(Saved entries)
=== Begin Enclosure ===
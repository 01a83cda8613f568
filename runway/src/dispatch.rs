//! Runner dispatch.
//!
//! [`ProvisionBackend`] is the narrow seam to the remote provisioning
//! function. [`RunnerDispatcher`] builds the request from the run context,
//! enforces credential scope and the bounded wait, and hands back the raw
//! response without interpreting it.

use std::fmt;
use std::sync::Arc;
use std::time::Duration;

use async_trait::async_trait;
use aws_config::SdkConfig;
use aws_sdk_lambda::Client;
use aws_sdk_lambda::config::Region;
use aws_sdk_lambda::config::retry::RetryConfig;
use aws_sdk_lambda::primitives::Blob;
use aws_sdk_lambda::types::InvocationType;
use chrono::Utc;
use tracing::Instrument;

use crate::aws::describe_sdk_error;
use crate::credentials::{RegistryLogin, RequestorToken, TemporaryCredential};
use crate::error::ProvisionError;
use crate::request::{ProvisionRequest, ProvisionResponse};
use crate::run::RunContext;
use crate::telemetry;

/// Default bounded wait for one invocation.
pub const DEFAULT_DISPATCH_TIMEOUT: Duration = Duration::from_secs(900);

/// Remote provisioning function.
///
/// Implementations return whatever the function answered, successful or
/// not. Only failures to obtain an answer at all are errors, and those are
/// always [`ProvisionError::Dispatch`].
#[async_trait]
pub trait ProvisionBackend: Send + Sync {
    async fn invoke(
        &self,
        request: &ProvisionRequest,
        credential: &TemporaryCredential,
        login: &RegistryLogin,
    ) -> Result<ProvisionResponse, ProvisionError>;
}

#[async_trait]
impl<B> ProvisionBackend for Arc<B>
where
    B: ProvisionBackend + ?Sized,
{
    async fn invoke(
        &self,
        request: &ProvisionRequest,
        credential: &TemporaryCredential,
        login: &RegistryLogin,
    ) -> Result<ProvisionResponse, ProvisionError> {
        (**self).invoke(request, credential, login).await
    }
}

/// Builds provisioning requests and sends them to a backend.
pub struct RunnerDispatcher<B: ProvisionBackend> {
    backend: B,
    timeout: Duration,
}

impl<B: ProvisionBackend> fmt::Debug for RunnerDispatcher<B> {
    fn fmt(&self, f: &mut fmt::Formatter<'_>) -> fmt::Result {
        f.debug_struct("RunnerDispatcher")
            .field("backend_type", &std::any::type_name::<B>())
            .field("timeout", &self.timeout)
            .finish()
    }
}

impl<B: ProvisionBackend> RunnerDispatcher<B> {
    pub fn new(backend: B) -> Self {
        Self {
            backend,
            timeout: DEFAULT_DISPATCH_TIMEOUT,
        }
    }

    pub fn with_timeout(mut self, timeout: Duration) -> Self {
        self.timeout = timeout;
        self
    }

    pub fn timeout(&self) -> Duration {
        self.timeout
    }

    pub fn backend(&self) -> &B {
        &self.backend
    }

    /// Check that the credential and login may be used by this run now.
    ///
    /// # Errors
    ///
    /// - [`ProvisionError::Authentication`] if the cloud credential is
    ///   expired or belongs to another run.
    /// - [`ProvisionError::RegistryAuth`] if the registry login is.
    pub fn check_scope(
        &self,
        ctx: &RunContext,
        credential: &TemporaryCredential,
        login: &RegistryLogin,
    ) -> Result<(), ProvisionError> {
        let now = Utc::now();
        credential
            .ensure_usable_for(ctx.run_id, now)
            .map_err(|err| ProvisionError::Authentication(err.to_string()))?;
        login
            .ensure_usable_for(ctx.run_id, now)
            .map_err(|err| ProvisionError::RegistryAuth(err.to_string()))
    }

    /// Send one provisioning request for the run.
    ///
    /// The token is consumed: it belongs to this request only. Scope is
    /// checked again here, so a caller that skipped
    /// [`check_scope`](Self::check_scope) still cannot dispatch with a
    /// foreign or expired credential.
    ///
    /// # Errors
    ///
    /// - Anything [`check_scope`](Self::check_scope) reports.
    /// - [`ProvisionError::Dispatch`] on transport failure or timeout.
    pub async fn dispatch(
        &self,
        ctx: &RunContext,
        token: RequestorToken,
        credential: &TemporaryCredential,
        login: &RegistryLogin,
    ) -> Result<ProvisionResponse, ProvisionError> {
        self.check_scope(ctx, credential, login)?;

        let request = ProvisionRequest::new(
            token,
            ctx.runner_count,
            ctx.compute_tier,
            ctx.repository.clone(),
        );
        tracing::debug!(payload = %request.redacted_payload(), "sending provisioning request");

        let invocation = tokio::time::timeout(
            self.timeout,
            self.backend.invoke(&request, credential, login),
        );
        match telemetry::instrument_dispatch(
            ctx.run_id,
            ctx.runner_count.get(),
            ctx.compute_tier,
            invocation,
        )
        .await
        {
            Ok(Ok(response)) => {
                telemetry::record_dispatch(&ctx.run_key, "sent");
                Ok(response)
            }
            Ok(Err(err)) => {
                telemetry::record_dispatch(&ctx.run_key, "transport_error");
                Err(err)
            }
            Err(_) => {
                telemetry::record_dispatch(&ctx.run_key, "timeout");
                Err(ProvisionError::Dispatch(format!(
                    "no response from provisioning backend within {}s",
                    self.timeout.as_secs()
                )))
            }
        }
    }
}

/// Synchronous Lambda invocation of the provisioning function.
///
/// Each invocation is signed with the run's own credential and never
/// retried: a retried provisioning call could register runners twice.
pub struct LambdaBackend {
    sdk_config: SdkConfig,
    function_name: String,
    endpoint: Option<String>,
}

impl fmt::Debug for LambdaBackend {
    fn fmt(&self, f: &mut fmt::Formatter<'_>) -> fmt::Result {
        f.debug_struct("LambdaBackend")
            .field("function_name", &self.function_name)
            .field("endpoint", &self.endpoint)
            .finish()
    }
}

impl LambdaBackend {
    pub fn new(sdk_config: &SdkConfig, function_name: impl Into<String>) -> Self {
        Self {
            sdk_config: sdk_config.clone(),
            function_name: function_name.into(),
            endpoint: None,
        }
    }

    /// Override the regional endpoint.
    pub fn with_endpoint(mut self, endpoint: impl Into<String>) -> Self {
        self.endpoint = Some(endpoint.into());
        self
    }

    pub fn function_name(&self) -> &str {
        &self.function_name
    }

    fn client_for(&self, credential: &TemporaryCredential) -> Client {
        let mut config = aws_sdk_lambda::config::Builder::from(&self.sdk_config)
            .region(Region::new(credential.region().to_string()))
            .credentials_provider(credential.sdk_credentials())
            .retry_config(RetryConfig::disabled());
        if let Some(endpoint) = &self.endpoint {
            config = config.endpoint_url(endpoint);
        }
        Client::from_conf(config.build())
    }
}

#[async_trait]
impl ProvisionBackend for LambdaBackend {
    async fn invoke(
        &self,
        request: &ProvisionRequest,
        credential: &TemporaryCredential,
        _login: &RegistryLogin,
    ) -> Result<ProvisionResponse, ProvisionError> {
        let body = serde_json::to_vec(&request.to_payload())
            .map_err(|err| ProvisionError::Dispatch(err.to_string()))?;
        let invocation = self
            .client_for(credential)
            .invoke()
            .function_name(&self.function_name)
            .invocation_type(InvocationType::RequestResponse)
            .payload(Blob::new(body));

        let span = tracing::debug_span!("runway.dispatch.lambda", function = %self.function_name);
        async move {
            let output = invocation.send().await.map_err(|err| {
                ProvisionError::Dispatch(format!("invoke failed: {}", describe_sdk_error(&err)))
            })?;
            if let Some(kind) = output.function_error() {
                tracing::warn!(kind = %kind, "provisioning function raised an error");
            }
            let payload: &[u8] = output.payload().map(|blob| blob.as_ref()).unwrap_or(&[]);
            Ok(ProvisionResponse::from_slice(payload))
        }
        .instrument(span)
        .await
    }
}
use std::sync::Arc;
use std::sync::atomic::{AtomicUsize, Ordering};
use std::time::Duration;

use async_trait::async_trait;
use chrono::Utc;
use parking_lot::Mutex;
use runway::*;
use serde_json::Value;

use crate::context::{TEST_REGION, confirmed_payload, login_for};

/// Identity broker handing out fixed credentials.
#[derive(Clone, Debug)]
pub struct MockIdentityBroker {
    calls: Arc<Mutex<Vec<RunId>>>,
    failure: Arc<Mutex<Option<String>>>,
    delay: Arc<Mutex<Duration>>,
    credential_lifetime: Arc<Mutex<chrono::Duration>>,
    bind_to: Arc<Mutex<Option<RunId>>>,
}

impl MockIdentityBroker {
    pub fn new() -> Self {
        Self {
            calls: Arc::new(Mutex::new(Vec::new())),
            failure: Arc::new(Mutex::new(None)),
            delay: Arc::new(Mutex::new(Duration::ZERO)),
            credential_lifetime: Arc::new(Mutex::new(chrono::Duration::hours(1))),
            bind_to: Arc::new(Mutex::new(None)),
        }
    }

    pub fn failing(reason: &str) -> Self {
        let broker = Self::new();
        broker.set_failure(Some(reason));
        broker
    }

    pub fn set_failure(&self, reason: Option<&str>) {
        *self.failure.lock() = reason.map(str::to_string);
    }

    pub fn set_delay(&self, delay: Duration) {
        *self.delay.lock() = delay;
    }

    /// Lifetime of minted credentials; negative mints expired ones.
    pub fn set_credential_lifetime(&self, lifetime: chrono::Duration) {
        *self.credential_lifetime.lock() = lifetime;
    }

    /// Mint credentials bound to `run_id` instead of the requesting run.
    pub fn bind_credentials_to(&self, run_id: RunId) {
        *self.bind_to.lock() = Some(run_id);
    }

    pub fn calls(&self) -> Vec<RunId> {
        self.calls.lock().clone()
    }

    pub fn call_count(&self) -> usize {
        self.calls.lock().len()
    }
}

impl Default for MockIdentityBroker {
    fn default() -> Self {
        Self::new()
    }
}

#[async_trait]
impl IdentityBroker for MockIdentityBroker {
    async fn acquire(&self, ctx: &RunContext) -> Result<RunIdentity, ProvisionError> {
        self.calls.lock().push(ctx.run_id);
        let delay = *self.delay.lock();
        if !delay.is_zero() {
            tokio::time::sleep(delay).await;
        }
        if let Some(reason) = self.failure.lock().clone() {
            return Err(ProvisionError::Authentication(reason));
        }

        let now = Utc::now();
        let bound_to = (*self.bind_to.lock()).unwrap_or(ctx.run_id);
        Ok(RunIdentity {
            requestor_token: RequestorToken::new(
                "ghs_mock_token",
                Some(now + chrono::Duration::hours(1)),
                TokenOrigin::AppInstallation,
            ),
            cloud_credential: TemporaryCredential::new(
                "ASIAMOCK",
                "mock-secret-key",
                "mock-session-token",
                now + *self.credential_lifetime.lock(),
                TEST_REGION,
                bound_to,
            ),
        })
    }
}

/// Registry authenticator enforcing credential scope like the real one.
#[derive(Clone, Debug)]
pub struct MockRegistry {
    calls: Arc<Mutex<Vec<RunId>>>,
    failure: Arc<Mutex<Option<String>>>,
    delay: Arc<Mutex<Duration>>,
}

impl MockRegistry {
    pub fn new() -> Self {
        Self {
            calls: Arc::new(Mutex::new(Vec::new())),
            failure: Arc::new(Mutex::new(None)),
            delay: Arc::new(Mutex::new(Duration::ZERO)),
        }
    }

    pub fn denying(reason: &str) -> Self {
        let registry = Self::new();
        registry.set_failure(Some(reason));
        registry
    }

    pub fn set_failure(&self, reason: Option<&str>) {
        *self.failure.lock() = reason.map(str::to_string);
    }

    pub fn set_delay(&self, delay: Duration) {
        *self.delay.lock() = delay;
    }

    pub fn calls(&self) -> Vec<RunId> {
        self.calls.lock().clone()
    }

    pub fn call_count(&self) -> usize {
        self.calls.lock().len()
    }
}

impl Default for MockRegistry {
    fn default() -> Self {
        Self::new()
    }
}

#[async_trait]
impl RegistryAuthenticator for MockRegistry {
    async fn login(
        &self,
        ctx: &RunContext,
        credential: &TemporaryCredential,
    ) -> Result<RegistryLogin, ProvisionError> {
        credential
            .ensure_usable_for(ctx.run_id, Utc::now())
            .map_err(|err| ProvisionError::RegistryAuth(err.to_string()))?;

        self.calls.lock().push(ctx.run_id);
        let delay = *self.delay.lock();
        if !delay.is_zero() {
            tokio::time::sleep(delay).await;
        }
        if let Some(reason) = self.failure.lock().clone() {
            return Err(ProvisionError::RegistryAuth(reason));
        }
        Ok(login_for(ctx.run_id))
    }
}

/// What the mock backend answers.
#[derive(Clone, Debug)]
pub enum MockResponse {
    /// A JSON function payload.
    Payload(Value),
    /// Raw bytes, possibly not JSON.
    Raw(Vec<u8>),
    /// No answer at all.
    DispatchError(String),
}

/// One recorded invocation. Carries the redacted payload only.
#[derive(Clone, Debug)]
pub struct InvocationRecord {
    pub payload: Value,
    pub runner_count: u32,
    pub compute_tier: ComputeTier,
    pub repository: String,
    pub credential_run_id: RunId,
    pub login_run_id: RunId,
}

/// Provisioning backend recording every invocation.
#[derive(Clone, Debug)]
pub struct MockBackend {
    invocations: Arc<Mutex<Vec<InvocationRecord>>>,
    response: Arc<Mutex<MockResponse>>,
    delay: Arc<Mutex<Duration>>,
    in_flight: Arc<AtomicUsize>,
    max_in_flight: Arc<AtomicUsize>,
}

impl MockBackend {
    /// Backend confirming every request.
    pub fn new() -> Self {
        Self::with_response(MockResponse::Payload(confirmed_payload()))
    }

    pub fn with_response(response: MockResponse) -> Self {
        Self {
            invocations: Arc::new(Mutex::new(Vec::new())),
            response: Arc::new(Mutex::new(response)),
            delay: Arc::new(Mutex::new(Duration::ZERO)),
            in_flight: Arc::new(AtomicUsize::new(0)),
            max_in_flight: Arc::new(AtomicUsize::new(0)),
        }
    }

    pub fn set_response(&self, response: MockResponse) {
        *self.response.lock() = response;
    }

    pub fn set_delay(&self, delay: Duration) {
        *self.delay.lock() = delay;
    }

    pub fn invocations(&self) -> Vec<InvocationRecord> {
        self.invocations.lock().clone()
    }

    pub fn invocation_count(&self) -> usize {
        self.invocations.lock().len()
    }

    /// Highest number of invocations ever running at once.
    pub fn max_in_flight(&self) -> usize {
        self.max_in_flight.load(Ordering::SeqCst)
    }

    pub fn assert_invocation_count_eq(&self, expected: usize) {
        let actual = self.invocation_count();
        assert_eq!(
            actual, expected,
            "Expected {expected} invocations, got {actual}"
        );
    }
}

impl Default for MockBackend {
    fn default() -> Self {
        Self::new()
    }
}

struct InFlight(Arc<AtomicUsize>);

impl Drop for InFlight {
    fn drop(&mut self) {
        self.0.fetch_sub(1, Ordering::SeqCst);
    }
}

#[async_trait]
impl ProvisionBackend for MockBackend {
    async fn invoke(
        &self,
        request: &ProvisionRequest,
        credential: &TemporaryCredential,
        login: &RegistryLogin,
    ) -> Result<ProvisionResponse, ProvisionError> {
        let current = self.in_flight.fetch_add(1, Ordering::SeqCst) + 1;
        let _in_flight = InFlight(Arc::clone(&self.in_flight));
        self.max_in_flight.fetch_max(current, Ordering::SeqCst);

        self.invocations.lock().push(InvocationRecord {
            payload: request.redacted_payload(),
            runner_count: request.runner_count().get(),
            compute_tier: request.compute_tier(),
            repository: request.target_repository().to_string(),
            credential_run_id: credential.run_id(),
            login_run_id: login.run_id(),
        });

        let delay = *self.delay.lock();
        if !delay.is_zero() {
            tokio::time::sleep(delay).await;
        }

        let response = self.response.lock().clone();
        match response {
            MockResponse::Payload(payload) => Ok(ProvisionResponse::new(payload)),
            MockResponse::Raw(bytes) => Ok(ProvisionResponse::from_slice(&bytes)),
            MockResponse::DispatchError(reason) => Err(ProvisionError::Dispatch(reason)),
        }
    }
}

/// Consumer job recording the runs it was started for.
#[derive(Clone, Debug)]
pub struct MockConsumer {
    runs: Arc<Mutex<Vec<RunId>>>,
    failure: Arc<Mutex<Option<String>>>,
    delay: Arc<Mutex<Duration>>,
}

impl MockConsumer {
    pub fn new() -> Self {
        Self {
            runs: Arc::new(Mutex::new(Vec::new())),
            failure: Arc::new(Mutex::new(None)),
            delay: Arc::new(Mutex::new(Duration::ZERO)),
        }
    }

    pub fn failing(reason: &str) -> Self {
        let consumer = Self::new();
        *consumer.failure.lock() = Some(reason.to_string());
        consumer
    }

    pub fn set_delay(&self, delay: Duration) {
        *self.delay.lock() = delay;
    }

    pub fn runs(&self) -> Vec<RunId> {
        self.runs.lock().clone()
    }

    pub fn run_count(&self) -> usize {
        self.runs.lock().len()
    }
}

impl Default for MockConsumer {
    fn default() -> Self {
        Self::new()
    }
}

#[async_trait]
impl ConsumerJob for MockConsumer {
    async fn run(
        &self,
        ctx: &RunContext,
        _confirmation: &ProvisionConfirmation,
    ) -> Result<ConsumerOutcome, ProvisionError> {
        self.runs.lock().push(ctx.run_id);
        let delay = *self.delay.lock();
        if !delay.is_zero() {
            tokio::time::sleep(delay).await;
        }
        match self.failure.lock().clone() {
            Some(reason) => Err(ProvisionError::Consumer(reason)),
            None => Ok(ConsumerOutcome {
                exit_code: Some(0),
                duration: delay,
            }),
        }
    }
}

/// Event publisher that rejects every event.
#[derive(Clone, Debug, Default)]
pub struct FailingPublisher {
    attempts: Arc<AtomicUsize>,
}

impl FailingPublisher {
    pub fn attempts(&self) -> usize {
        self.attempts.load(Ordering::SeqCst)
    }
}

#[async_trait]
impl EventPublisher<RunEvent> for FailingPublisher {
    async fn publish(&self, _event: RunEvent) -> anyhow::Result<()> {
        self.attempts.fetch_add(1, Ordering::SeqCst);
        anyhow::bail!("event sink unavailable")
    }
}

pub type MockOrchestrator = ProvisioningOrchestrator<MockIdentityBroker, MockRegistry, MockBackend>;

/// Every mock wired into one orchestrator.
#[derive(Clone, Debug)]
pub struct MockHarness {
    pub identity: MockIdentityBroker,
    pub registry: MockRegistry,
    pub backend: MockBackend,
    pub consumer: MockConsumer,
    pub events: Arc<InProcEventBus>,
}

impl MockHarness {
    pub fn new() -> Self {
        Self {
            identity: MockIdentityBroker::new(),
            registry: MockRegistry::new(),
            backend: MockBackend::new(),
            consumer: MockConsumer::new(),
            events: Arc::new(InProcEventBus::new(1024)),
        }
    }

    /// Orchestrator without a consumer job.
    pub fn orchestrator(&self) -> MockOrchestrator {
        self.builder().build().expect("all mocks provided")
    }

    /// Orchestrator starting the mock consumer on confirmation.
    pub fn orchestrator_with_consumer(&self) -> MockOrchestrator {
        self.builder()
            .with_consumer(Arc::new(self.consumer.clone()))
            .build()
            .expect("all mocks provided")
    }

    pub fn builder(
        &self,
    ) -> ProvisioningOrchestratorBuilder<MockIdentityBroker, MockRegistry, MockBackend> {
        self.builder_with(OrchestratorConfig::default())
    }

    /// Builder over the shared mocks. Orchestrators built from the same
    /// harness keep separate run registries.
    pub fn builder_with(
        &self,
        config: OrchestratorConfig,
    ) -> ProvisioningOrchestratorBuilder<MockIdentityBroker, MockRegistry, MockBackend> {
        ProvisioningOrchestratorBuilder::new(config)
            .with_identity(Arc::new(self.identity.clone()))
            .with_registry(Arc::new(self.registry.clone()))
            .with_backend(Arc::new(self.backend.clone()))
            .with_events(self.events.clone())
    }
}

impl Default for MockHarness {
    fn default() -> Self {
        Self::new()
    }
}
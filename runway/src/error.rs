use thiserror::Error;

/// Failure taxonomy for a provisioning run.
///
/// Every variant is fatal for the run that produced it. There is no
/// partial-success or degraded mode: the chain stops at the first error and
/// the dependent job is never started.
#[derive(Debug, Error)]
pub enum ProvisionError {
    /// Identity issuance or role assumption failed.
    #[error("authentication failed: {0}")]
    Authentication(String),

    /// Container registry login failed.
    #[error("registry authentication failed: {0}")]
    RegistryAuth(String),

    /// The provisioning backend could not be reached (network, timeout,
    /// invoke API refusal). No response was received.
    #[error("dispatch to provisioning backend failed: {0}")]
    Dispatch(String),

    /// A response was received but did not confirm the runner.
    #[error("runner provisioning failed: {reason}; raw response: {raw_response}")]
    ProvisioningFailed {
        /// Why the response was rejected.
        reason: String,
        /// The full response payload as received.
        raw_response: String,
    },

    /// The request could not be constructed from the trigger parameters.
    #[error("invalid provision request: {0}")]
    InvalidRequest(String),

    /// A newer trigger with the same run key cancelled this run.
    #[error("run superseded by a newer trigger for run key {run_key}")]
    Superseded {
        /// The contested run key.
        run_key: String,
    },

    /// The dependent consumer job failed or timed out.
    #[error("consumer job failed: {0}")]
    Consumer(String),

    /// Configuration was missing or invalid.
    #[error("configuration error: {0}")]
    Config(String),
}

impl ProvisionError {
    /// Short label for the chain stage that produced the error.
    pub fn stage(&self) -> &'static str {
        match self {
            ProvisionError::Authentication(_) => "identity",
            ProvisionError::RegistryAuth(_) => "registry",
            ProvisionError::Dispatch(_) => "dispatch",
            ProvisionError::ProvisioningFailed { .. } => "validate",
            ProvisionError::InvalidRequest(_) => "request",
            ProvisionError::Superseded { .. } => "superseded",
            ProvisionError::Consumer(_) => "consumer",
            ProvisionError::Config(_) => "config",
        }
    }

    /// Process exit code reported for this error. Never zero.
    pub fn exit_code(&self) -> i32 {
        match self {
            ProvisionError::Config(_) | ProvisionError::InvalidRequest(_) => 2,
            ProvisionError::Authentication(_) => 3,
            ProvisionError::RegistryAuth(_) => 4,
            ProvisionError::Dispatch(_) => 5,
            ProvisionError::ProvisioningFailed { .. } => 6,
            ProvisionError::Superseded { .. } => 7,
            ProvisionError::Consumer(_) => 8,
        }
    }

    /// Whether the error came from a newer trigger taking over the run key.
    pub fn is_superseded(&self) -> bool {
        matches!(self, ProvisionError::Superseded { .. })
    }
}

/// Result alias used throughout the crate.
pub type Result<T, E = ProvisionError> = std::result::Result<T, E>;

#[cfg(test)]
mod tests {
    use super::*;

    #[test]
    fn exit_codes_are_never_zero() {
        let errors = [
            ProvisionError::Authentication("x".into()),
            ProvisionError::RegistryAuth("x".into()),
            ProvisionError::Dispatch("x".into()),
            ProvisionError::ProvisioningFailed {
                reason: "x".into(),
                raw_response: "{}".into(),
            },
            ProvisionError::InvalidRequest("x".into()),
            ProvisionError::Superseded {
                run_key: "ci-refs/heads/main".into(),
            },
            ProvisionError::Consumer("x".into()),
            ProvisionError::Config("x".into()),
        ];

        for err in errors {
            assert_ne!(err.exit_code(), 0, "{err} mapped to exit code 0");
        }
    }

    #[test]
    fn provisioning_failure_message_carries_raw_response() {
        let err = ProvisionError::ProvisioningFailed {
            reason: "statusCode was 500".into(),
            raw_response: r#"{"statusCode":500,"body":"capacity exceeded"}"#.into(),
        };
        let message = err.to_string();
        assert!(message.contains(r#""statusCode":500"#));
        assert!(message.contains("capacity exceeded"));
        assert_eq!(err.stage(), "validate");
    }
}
=== End Enclosure ===
The task: Among the records above, find each line holding "FailingPublisher" and list it.

Task result:
pub struct FailingPublisher {
impl FailingPublisher {
impl EventPublisher<RunEvent> for FailingPublisher {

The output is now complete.